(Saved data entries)
---------------

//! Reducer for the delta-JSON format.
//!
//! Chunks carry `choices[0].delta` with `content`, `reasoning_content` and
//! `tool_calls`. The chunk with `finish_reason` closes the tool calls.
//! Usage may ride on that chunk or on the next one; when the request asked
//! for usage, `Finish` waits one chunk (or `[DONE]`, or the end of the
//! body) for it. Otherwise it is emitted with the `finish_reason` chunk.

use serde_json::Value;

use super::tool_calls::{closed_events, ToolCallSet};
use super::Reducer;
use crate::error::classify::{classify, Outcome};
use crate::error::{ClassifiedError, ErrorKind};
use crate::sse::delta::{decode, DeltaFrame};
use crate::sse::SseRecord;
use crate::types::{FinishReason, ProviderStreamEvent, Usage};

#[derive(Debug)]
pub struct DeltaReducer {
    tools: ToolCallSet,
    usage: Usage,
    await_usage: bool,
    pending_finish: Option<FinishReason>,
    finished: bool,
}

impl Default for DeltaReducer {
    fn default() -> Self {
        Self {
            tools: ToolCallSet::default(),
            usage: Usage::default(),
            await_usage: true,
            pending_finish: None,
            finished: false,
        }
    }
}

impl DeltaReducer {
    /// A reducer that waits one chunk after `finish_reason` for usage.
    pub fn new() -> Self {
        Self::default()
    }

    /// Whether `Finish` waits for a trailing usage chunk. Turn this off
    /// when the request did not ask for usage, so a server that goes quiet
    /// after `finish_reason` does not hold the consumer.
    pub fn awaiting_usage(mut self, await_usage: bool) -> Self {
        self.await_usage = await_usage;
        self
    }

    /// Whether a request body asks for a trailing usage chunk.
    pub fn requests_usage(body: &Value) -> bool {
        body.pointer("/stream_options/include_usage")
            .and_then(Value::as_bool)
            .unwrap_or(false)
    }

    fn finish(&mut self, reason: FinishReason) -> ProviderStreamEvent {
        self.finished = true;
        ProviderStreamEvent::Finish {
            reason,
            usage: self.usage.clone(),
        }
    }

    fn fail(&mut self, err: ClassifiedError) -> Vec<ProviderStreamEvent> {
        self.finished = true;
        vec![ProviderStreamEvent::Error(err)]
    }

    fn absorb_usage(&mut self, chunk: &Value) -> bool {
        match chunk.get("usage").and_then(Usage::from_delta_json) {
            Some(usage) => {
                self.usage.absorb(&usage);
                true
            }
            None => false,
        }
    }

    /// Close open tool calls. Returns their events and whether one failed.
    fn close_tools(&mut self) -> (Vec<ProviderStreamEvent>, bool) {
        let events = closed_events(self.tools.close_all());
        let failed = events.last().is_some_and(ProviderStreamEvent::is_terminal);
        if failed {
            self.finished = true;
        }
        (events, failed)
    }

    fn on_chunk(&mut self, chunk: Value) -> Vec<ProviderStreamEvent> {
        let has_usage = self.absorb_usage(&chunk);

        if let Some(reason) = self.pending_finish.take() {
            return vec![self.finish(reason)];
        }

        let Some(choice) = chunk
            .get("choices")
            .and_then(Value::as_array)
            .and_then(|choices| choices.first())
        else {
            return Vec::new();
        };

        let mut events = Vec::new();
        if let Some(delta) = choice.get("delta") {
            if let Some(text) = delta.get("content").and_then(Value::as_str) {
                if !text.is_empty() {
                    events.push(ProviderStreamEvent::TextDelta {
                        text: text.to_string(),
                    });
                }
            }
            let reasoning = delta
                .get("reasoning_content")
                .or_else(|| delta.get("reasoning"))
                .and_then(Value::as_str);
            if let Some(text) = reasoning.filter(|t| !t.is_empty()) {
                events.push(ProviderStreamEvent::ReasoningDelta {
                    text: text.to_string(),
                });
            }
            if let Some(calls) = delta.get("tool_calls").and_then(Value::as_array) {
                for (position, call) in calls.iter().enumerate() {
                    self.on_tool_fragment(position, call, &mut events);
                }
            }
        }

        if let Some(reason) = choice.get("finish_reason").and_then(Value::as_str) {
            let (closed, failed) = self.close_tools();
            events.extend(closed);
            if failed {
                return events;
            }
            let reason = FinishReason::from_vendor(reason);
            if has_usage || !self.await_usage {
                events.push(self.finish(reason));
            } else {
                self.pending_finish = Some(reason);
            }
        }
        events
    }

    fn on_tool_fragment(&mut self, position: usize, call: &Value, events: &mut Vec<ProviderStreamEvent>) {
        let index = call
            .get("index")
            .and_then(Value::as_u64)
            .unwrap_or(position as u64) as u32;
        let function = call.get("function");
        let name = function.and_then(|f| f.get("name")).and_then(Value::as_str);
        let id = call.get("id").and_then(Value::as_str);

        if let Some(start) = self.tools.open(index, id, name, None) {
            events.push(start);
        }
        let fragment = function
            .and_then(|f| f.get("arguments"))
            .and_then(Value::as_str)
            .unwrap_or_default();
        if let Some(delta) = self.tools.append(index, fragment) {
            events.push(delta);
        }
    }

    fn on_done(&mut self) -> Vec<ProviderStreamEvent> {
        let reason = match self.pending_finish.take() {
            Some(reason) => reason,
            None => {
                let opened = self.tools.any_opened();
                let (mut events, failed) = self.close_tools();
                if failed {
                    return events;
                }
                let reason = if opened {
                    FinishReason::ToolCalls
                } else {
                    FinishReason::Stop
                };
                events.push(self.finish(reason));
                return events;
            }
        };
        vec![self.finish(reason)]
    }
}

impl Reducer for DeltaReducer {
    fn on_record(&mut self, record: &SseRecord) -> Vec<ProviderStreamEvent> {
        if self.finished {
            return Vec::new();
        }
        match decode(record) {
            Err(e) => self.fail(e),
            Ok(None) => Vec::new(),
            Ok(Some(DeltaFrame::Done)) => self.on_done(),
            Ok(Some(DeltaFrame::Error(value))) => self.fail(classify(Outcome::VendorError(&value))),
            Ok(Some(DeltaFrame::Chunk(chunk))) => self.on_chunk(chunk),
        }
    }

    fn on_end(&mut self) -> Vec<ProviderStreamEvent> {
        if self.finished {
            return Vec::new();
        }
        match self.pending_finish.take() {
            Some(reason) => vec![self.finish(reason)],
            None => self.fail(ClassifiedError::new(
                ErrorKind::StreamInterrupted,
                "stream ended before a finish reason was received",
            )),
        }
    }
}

---------------

| YOUR ASSIGNMENT |
The answer must be every line of the records above that holds the word "super".

| EXERCISE RESPONSE |
use super::tool_calls::{closed_events, ToolCallSet};
use super::Reducer;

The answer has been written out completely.